Moustaki's father spoke five languages whereas his mother spoke six. The young Giuseppe and his two older sisters spoke Italian at home and Arabic in the streets. The parents placed Giuseppe and his sisters in a French school where they learned to speak French.

At the age of 17, after a summer holiday in Paris, Moustaki obtained his father's permission to move there, working as a door-to-door salesman of poetry books. He began playing the piano and singing in nightclubs in Paris, where he met some of the era's best-known performers. His career took off after the young singer-songwriter Georges Brassens took Moustaki under his wing.

Georges Moustaki
Brassens introduced him to artists and intellectuals who spent much of their time around Saint-Germain-des-Prés. Out of gratitude, Moustaki adopted the first name of the only musician he called master.

Moustaki said that his taste for music came from hearing various French singers -Édith Piaf, Charles Trenet, Henri Salvador, Georges Ulmer, Yves Montand, Georges Guétary and Luis Mariano- sing.

Moustaki was introduced to Édith Piaf in the late 1950s by a friend whose praise of the young songwriter was so flattering that Piaf, then at the peak of her fame, requested somewhat sarcastically to hear him sing his best works. I picked up a guitar and I was lamentable. But something must have touched her. She asked me to go and see her perform that same evening at the Olympia music hall and to show her later the songs I had just massacred.

He soon began writing songs for Piaf, the most famous of which, Milord, about a lower-class girl who falls in love with an upper-class British traveller, reached number one in Germany in 1960 and number 24 in the British charts the same year. It has since been performed by numerous artists, including Bobby Darin and Cher.

Piaf was captivated by Moustaki's music, as well as his great charm. Piaf liked how his musical compositions were flavored with jazz and styles that went beyond France's borders. Moustaki and Piaf became lovers and embarked on what the newspaper Libération described as a year of devastating, mad love, with the newspapers following the 'scandal' of the 'gigolo' and his dame day after day.

More information: UNESCO

After a decade of composing songs for various famous singers, Moustaki launched a successful career as a performer himself, singing in French, Italian, English, Greek, Portuguese, Arabic and Spanish.

Moustaki's songwriting career peaked in the 1960s and 1970s with songs like Sarah, performed by Serge Reggiani, and La Longue Dame brune, written for the singer Barbara (Monique Serf).

In 1969 Moustaki composed the song Le Métèque -métèque is a pejorative word for a shifty-looking immigrant of Mediterranean origin- in which he described himself as a wandering Jew and a Greek shepherd.

Serge Reggiani rejected it and the record companies refused to produce it. Moustaki then sang it himself, on a 45rpm disc, and it became a huge hit in France, spending six non-consecutive weeks at number one in the charts.

Georges Moustaki
A small, subliminal settling of scores became the hymn of anti-racism and the right to be different, the cry of revolt of all minorities, Moustaki said of the song.

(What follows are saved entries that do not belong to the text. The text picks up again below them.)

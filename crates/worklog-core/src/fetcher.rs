//! Feed retrieval.

use crate::{parser, Result};
use worklog_types::WorkItem;

/// Fetches the delimited feed from its fixed URL and parses it into a
/// snapshot. One fetch, one snapshot; retry policy lives with the caller's
/// timer (each tick is an independent attempt, no backoff).
pub struct FeedFetcher {
    http: reqwest::Client,
    url: String,
}

impl FeedFetcher {
    pub fn new(url: impl Into<String>) -> Self {
        Self {
            http: reqwest::Client::new(),
            url: url.into(),
        }
    }

    /// Fetch the feed and parse it into a fresh snapshot.
    ///
    /// A transport error or non-2xx status fails the whole attempt; no
    /// partial snapshot is ever produced.
    pub async fn fetch_snapshot(&self) -> Result<Vec<WorkItem>> {
        let body = self
            .http
            .get(&self.url)
            .send()
            .await?
            .error_for_status()?
            .text()
            .await?;

        let snapshot = parser::parse_feed(&body);
        tracing::debug!(
            target: "worklog::feed",
            "Fetched feed: {} byte(s), {} record(s)",
            body.len(),
            snapshot.len()
        );
        Ok(snapshot)
    }

    pub fn url(&self) -> &str {
        &self.url
    }
}
//! Canonical `MM-DD-YY` date handling.
//!
//! Feed dates carry a two-digit year that is always read as 2000+YY.
//! Anything that doesn't parse under that rule is simply not a date as far
//! as the views are concerned; callers get `None` and filter the item out.

use chrono::{Datelike, Local, NaiveDate};

/// Render a calendar date in the feed's `MM-DD-YY` form.
pub fn format_mmddyy(date: NaiveDate) -> String {
    format!(
        "{:02}-{:02}-{:02}",
        date.month(),
        date.day(),
        date.year() % 100
    )
}

/// Parse an `MM-DD-YY` string. The year component must be two digits
/// (2000+YY); four-digit years fail rather than landing in year 4000+.
pub fn parse_mmddyy(s: &str) -> Option<NaiveDate> {
    let mut parts = s.trim().splitn(3, '-');
    let month: u32 = parts.next()?.trim().parse().ok()?;
    let day: u32 = parts.next()?.trim().parse().ok()?;
    let year_part = parts.next()?.trim();
    if year_part.is_empty() || year_part.len() > 2 {
        return None;
    }
    let yy: i32 = year_part.parse().ok()?;
    NaiveDate::from_ymd_opt(2000 + yy, month, day)
}

/// Today's date in `MM-DD-YY` form, local time.
pub fn today_mmddyy() -> String {
    format_mmddyy(Local::now().date_naive())
}

/// The `YYYY-MM` month key a date falls in.
pub fn month_key(date: NaiveDate) -> String {
    format!("{:04}-{:02}", date.year(), date.month())
}

/// The month key for today, local time.
pub fn current_month_key() -> String {
    month_key(Local::now().date_naive())
}

#[cfg(test)]
mod tests {
    use super::*;

    #[test]
    fn test_parse_round_trip() {
        let d = parse_mmddyy("01-15-24").unwrap();
        assert_eq!(d, NaiveDate::from_ymd_opt(2024, 1, 15).unwrap());
        assert_eq!(format_mmddyy(d), "01-15-24");
    }

    #[test]
    fn test_parse_rejects_garbage() {
        assert!(parse_mmddyy("").is_none());
        assert!(parse_mmddyy("not a date").is_none());
        assert!(parse_mmddyy("13-01-24").is_none());
        assert!(parse_mmddyy("02-30-24").is_none());
        // Four-digit year is not the canonical form.
        assert!(parse_mmddyy("01-15-2024").is_none());
        // Locale-style strings must not parse.
        assert!(parse_mmddyy("1/15/2024").is_none());
    }

    #[test]
    fn test_month_key() {
        let d = parse_mmddyy("01-15-24").unwrap();
        assert_eq!(month_key(d), "2024-01");
        let d = parse_mmddyy("12-03-09").unwrap();
        assert_eq!(month_key(d), "2009-12");
    }

    #[test]
    fn test_today_is_canonical() {
        let today = today_mmddyy();
        assert!(parse_mmddyy(&today).is_some(), "today() must round-trip: {}", today);
    }
}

In 1971 Moustaki adapted the Ennio Morricone/Joan Baez song Here's to You under the new title Marche de Sacco et Vanzetti for his album Il y avait un jardin. One year later, Moustaki popularized the translation of two songs by Mikis Theodorakis, l'Homme au cœur blessé and Nous sommes deux, the latter being a French version of Imaste dio.

Moustaki's philosophy was reflected in his 1973 song Déclaration: I declare a permanent state of happiness and the right of everyone to every privilege. I say that suffering is a sacrilege when there are roses and white bread for everyone.
 
Moustaki became a French citizen in 1985.

In 2008, after a 50-year career during which he performed on every continent, Moustaki recorded his last album, Solitaire. On it, he recorded two songs with China Forbes.

In 2009, in a packed concert hall in Barcelona, he told the stunned audience that he was giving his last public performance as he would no longer be capable of singing because of an irreversible bronchial illness.

Moustaki married Annick Yannick Cozannec when he was twenty years old and she was twenty-five. Their daughter, Pia, was born the following year. They lived in an apartment at rue des Deux-Ponts on the Île Saint-Louis in Paris for many years, before his lung illness forced him to leave his beloved Paris to seek out warmer and cleaner air in the French Riviera.

In his last interview given to Nice-Matin newspaper in February 2013, Moustaki said, I regret not being able to sing in my bathroom. But singing in public, no. I've done it all... I've witnessed magical moments."

Georges Moustaki died on 23 May 2013 at a hospital in Nice, France, after a long battle with emphysema.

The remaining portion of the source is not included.